Lean Manufacturing Team
Learning Circles are small group discussions of specific lean concepts and methods.

The meetings aren’t intended for planning activities or initiatives.  Rather, they are a chance for managers and associates to discuss, in more general ways, the concepts and methods of lean manufacturing.

I didn’t always use Learning Circles.  I had a client that was already using them to good effect.  I’ve use them several times since and have found that they are more effective than “classroom” settings for getting managers to discuss how the tools and methods can best be fitted to their own circumstances.  I’ve had far more luck getting companies to get Learning Circles going for their managers than for their hourly associates.  But I’m always hopeful.

Here’s the way I’ve rolled out Learning Circles in the past…first, I get the client to decide whether the Circles will be only for managers and supervisors or for everyone.  (As mentioned, it’s usually the former.)  Then I have the company order a basic lean text for each of the Learning Circle participants.  (Again, I’ve used Daniel Mann’s book and very much like it.  The client where I first say Learning Circles in use, read The Toyota Way but I didn’t think it fit them well given that a fair portion of the concepts didn’t really  apply to them.  They didn’t seem to mind, though.  I haven’t used it yet, but Lonnie Wilson’s How to Implement Lean Manufacturing would be a good book to cover, I would think. )

Participants are divided into Learning Circles (keep them fairly small…no more than ten participants), a schedule for Circle meeting days and times is developed, participants are instructed when and where to show up (and why, of course) and you’re off and running.

Who will lead/facilitate the Circles?  This is a role your consultant or lean director can fill, at least at first.  It’s probably not a bad idea to work toward getting others to lead the discussions in the long run.

How long should each Learning Circle session last?  One client (that one from whom I originally learned the idea) held lunch time meetings with pizza ordered in.  Another held half-hour meetings several times a week with a different set of participants at each meeting.

Day to Day Conversations

That brings me to what’s probably the most powerful and least used of the Spread the Word methods…talking about lean manufacturing in one-on-one conversations, every day.

Conversation makes a lean implementation easier.
Continual conversations will make your lean manufacturing implementation more effective.
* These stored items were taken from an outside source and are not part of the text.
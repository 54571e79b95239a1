//! INC/DEC (memory read-modify-write) and INX/INY/DEX/DEY (register) (§4.F).

use crate::disasm::DecodedInstruction;
use crate::error::Result;
use crate::ir::{BinaryOp, Instruction, Reg, Value};

use super::addressing::operand_value;
use super::flags::zero_negative;

pub(super) fn handle(instr: &DecodedInstruction) -> Result<Option<Vec<Instruction>>> {
    let op = match instr.mnemonic {
        "INC" | "INX" | "INY" => BinaryOp::Add,
        "DEC" | "DEX" | "DEY" => BinaryOp::Sub,
        _ => return Ok(None),
    };

    let target = match instr.mnemonic {
        "INX" | "DEX" => Value::Register(Reg::X),
        "INY" | "DEY" => Value::Register(Reg::Y),
        _ => operand_value(instr)?,
    };

    let scratch = Value::Variable(0);
    let ir = vec![
        Instruction::Copy {
            src: target.clone(),
            dst: scratch.clone(),
        },
        Instruction::Binary {
            op,
            left: scratch.clone(),
            right: Value::Constant(1),
            dst: scratch.clone(),
        },
        Instruction::ConvertVariableToByte(scratch.clone()),
        Instruction::Copy {
            src: scratch.clone(),
            dst: target,
        },
    ]
    .into_iter()
    .chain(zero_negative(scratch, Value::Variable(1)))
    .collect();

    Ok(Some(ir))
}
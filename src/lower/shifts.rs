//! ASL/LSR/ROL/ROR (§4.F), targeting either the accumulator or a memory
//! operand depending on addressing mode (mirrors the teacher's RMW
//! family, minus cycle bookkeeping - see spec §1 Non-goals).

use crate::disasm::{AddressingMode, DecodedInstruction};
use crate::error::Result;
use crate::ir::{BinaryOp, Flag, Instruction, Reg, Value};

use super::addressing::operand_value;
use super::flags::zero_negative;

pub(super) fn handle(instr: &DecodedInstruction) -> Result<Option<Vec<Instruction>>> {
    if !matches!(instr.mnemonic, "ASL" | "LSR" | "ROL" | "ROR") {
        return Ok(None);
    }

    let target = if instr.mode == AddressingMode::Accumulator {
        Value::Register(Reg::A)
    } else {
        operand_value(instr)?
    };

    let scratch = Value::Variable(0);
    let bit = Value::Variable(1);
    let old_carry = Value::Variable(2);

    let mut ir = vec![Instruction::Copy {
        src: target.clone(),
        dst: scratch.clone(),
    }];

    let rotates_in_carry = matches!(instr.mnemonic, "ROL" | "ROR");
    if rotates_in_carry {
        ir.push(Instruction::Copy {
            src: Value::Flag(Flag::Carry),
            dst: old_carry.clone(),
        });
    }

    let carry_mask = if matches!(instr.mnemonic, "ASL" | "ROL") {
        0x80
    } else {
        0x01
    };
    ir.push(Instruction::Binary {
        op: BinaryOp::And,
        left: scratch.clone(),
        right: Value::Constant(carry_mask),
        dst: bit.clone(),
    });
    ir.push(Instruction::Binary {
        op: BinaryOp::NotEquals,
        left: bit,
        right: Value::Constant(0),
        dst: Value::Flag(Flag::Carry),
    });

    let shift_op = if matches!(instr.mnemonic, "ASL" | "ROL") {
        BinaryOp::ShiftLeft
    } else {
        BinaryOp::ShiftRight
    };
    ir.push(Instruction::Binary {
        op: shift_op,
        left: scratch.clone(),
        right: Value::Constant(1),
        dst: scratch.clone(),
    });

    match instr.mnemonic {
        "ROL" => {
            ir.push(Instruction::Binary {
                op: BinaryOp::Or,
                left: scratch.clone(),
                right: old_carry,
                dst: scratch.clone(),
            });
        }
        "ROR" => {
            ir.push(Instruction::Binary {
                op: BinaryOp::ShiftLeft,
                left: old_carry.clone(),
                right: Value::Constant(7),
                dst: old_carry.clone(),
            });
            ir.push(Instruction::Binary {
                op: BinaryOp::Or,
                left: scratch.clone(),
                right: old_carry,
                dst: scratch.clone(),
            });
        }
        _ => {}
    }

    ir.push(Instruction::ConvertVariableToByte(scratch.clone()));
    ir.push(Instruction::Copy {
        src: scratch.clone(),
        dst: target,
    });
    ir.extend(zero_negative(scratch, Value::Variable(3)));

    Ok(Some(ir))
}
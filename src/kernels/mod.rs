//! This module serves as the public API and dispatcher for the collection of
//! concrete transformers.
//!
//! It declares all kernel sub-modules and provides a single `build_stage`
//! function that turns a stage description from a pipeline config into a
//! ready-to-chain transformer.

use crate::config::StageSpec;
use crate::traits::Transformer;

//==================================================================================
// 1. Module Declarations
//==================================================================================

/// Text Encoding (alignment-buffered)
pub mod base64;

/// External Engine Boundary
pub mod engine;

/// Compression Engines
pub mod gzip;
pub mod zstd;

pub use self::base64::{Base64Decoder, Base64Encoder};
pub use self::engine::{CompressionEngine, CompressionTransformer, EngineHandle, EngineStatus};
pub use self::gzip::{gzip_decoder, gzip_encoder, GzipEngine};
pub use self::zstd::{zstd_decoder, zstd_encoder, ZstdEngine};

//==================================================================================
// 2. Public API (Unified Dispatcher)
//==================================================================================

/// Builds a fresh transformer for one pipeline stage.
pub fn build_stage(stage: &StageSpec) -> Box<dyn Transformer> {
    match *stage {
        StageSpec::Base64Encode => Box::new(Base64Encoder::new()),
        StageSpec::Base64Decode => Box::new(Base64Decoder::new()),
        StageSpec::GzipEncode { level } => Box::new(gzip_encoder(level)),
        StageSpec::GzipDecode => Box::new(gzip_decoder()),
        StageSpec::ZstdEncode { level } => Box::new(zstd_encoder(level)),
        StageSpec::ZstdDecode => Box::new(zstd_decoder()),
    }
}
My experience is that manufacturers and supervisors have a difficult time starting conversations about work that don’t focus on some immediate circumstance.  I’ve conducted basic supervisory training a number of times over the years.  One of the modules I cover is entitled, “Coaching”…and it’s the material that the attendees have had the most difficult time mastering.  There’s a module on giving feedback on below standard performance; the supervisors tend to get that (once they get past the notion that such feedback need not contain some sort of punishment).  There’s another module on giving feedback for performance that meets or exceeds standards; the supervisors tend to get that (once they buy into the notion that giving feedback for performance that simply meets standards is a worthwhile enterprise).  But Coaching seemed to elude the majority of them.

You see, the Coaching module recommends simply starting up a conversation with an individual operator about his or her work without an agenda other than listening to what the operator says.  It’s conversation for conversation’s sake, only that it’s focused on the work at hand.  For some reason, that Coaching conversation seemed to be very difficult for supervisors and managers.

Nonetheless, supervisors and managers need to engage in the same sorts of conversations as lean concepts and methods are first rolled out.  I’m talking about going up to an operator or technician and asking, “What do you think about all this new lean stuff?  Does it seem to you it will make much of a difference around here?  How?”  Then doing that over and over.

In my own experience,  those sorts of conversations bring up lots of questions, feedback, concerns, ideas and information that enhances my own learning and that of the operator.  Ten minutes of conversation is often more valuable than an hour of sitting in class.

Such conversations are all the more powerful when started by managers and supervisors.  It gives them a chance to communicate their own goals for the lean initiative as well as the opportunity to bounce ideas off the folks who are going to have to implement the program.

How does top leadership reinforce this?  You won’t be surprised to hear that it’s by generating similar conversations with their own reports:  the President starts conversations with the Vice President of Operations who starts conversations with the Plant Manager who starts conversations with the Production Superintendent….well, you get the idea.

How long does everyone have to keep all this up?  Well, those no particular reason why such conversations can’t go on for a long time, maybe forever.  Sure, the content of the conversations will change as the initiative matures but a culture of managers and supervisors who are regularly asking their reports to tell them what they think about…whatever…is a good one to have.